[Problem requirements] Your answer should consist of each line from the data below that contains "AddressUnchanged".

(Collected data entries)
====================
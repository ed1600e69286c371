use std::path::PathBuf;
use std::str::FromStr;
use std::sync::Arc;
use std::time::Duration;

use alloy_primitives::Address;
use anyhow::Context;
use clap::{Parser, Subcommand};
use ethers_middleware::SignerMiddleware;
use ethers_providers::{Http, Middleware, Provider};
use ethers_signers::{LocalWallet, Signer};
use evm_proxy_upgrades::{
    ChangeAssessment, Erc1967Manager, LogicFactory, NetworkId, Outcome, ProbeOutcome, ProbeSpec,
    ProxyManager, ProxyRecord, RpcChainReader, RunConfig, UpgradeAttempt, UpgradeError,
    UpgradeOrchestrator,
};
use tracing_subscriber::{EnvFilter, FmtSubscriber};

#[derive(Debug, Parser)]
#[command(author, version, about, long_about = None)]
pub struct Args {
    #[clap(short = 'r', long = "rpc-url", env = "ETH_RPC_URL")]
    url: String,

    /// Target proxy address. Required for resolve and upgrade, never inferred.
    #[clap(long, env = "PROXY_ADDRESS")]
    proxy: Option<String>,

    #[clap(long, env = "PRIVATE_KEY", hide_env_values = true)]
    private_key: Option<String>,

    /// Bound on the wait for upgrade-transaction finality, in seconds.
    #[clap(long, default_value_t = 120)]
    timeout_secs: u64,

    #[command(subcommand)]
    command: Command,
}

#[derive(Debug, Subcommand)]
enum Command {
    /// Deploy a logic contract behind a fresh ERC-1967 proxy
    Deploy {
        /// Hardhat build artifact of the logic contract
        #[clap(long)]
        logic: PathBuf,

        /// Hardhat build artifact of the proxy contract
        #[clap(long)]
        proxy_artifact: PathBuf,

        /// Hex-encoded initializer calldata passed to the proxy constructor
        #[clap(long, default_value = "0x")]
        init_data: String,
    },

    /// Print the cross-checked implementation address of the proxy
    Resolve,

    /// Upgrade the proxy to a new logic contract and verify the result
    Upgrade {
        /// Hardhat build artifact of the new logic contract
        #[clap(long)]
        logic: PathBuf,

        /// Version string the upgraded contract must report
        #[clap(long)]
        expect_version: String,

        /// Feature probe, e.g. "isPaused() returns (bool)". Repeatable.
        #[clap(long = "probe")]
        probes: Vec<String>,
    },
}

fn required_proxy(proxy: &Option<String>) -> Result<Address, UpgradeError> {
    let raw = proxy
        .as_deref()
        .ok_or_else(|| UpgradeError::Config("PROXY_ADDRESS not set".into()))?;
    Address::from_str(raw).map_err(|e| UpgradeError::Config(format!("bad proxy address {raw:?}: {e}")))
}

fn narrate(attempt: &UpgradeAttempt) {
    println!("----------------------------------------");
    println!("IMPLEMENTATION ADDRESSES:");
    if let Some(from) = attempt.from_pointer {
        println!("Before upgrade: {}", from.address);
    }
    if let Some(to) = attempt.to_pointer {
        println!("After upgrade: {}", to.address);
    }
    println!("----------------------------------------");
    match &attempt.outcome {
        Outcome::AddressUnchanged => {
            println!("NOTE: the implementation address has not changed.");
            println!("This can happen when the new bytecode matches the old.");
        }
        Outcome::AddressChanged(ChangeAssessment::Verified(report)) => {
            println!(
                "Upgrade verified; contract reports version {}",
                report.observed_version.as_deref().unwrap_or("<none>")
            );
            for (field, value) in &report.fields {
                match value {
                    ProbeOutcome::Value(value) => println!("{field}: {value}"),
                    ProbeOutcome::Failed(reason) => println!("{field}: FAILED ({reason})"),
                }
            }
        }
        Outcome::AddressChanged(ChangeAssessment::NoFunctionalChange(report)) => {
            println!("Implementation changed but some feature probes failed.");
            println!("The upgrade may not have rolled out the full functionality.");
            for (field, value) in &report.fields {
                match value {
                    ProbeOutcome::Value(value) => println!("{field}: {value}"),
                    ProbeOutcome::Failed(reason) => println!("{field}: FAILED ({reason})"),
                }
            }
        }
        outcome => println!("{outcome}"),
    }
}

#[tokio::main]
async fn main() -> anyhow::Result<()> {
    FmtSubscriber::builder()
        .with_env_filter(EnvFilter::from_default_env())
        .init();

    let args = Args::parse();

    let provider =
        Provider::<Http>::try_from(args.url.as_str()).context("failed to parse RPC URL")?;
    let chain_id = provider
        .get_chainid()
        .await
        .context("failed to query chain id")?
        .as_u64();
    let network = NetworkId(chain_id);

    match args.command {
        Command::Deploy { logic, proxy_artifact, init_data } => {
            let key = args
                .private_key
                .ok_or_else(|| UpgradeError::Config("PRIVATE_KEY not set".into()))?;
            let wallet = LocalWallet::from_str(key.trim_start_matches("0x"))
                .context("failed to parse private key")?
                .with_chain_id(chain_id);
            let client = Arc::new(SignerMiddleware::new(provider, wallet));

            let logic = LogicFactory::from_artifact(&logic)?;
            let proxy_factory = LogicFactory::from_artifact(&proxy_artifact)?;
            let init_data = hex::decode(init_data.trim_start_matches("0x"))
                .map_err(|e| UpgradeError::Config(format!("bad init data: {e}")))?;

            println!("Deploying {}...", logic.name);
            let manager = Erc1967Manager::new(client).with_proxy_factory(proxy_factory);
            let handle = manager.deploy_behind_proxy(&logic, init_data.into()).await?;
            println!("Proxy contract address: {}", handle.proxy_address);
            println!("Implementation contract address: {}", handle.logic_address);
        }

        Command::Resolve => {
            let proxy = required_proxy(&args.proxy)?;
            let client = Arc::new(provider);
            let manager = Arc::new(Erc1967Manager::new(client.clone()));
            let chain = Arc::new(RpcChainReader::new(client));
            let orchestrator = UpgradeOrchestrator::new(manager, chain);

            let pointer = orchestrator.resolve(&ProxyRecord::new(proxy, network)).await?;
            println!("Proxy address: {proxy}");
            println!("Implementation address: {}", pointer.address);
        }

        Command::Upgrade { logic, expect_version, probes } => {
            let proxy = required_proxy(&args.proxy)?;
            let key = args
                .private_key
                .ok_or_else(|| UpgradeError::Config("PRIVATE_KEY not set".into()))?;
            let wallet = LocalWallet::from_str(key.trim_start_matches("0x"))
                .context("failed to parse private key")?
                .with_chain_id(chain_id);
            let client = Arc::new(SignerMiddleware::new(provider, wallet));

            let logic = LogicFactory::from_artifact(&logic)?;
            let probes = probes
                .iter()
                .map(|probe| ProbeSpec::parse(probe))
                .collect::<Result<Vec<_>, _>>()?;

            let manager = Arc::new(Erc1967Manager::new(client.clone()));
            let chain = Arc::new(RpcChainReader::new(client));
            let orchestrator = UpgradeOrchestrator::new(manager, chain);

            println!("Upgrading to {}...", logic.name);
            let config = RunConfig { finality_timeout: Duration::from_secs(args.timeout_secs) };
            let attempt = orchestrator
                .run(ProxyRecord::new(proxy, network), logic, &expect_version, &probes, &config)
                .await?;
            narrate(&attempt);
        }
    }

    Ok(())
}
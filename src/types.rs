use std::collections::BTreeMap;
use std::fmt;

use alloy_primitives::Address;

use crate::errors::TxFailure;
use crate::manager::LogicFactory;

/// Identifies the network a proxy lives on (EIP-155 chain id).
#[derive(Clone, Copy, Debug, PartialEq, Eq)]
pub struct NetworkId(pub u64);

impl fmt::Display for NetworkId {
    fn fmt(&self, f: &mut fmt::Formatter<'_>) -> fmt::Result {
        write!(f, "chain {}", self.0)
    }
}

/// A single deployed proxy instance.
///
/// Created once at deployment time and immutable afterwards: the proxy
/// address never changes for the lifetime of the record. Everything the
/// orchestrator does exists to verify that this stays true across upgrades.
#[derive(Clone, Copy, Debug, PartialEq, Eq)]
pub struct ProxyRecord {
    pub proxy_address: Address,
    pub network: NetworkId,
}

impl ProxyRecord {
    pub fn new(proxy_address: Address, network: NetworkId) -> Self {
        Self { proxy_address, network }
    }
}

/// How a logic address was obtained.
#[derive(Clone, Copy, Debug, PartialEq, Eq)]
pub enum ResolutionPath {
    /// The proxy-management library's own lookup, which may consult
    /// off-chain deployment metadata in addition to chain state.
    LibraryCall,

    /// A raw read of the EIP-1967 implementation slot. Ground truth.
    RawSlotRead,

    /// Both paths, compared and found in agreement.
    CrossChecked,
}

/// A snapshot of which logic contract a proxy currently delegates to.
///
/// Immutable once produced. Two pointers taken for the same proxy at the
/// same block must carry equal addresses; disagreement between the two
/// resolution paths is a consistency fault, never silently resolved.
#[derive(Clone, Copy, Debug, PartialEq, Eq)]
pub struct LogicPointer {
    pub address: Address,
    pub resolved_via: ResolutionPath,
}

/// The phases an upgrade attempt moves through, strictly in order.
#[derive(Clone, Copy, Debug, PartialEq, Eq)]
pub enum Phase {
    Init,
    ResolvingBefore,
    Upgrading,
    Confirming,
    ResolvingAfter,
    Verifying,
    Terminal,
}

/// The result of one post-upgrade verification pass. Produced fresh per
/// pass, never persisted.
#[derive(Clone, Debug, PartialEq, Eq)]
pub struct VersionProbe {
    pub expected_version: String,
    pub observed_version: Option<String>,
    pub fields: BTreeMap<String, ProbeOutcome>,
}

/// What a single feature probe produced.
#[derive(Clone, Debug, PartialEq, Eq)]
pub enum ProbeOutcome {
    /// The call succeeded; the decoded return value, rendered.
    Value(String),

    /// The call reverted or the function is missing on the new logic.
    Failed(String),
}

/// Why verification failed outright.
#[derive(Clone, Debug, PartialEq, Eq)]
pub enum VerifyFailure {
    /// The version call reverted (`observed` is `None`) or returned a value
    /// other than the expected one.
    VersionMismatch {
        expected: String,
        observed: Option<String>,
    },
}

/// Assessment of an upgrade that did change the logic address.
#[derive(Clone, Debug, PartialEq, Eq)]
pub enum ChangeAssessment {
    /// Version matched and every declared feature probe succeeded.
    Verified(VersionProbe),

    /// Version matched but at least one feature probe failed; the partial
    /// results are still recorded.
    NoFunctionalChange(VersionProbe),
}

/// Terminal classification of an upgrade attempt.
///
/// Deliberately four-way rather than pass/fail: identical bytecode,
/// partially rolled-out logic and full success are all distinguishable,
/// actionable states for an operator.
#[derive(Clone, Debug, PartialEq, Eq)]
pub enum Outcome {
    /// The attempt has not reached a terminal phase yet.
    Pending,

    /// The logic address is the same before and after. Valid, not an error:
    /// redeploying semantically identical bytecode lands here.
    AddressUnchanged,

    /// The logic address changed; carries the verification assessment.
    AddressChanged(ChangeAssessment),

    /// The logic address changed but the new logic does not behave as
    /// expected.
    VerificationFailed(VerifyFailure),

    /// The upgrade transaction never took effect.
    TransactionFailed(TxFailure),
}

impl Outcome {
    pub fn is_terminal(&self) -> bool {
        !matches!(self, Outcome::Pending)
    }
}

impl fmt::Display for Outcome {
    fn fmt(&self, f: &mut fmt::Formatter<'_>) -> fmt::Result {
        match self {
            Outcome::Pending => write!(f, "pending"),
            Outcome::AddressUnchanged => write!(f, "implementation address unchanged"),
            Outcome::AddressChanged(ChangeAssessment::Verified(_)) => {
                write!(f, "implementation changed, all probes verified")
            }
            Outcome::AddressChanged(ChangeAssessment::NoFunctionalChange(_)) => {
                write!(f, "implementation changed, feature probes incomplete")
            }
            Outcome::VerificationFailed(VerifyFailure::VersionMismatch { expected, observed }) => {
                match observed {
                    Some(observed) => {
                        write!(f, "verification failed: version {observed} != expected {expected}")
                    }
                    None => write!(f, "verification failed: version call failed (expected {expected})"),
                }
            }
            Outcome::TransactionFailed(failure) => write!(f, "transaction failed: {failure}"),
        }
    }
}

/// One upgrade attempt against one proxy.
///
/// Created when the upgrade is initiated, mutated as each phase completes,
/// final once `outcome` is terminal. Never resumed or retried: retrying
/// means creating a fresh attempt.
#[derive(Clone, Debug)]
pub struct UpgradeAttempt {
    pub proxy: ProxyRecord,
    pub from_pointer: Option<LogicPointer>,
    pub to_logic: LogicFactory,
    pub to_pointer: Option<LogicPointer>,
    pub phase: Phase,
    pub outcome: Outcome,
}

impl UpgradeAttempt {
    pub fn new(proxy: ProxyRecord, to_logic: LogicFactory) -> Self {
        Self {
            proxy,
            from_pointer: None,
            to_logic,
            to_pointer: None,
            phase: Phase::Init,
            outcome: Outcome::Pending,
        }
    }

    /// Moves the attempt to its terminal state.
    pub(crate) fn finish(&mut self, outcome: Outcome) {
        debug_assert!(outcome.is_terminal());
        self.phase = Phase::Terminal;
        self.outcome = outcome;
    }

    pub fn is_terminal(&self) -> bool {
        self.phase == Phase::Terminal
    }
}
====================
[Output of the task]
        Outcome::AddressUnchanged => {
    AddressUnchanged,
            Outcome::AddressUnchanged => write!(f, "implementation address unchanged"),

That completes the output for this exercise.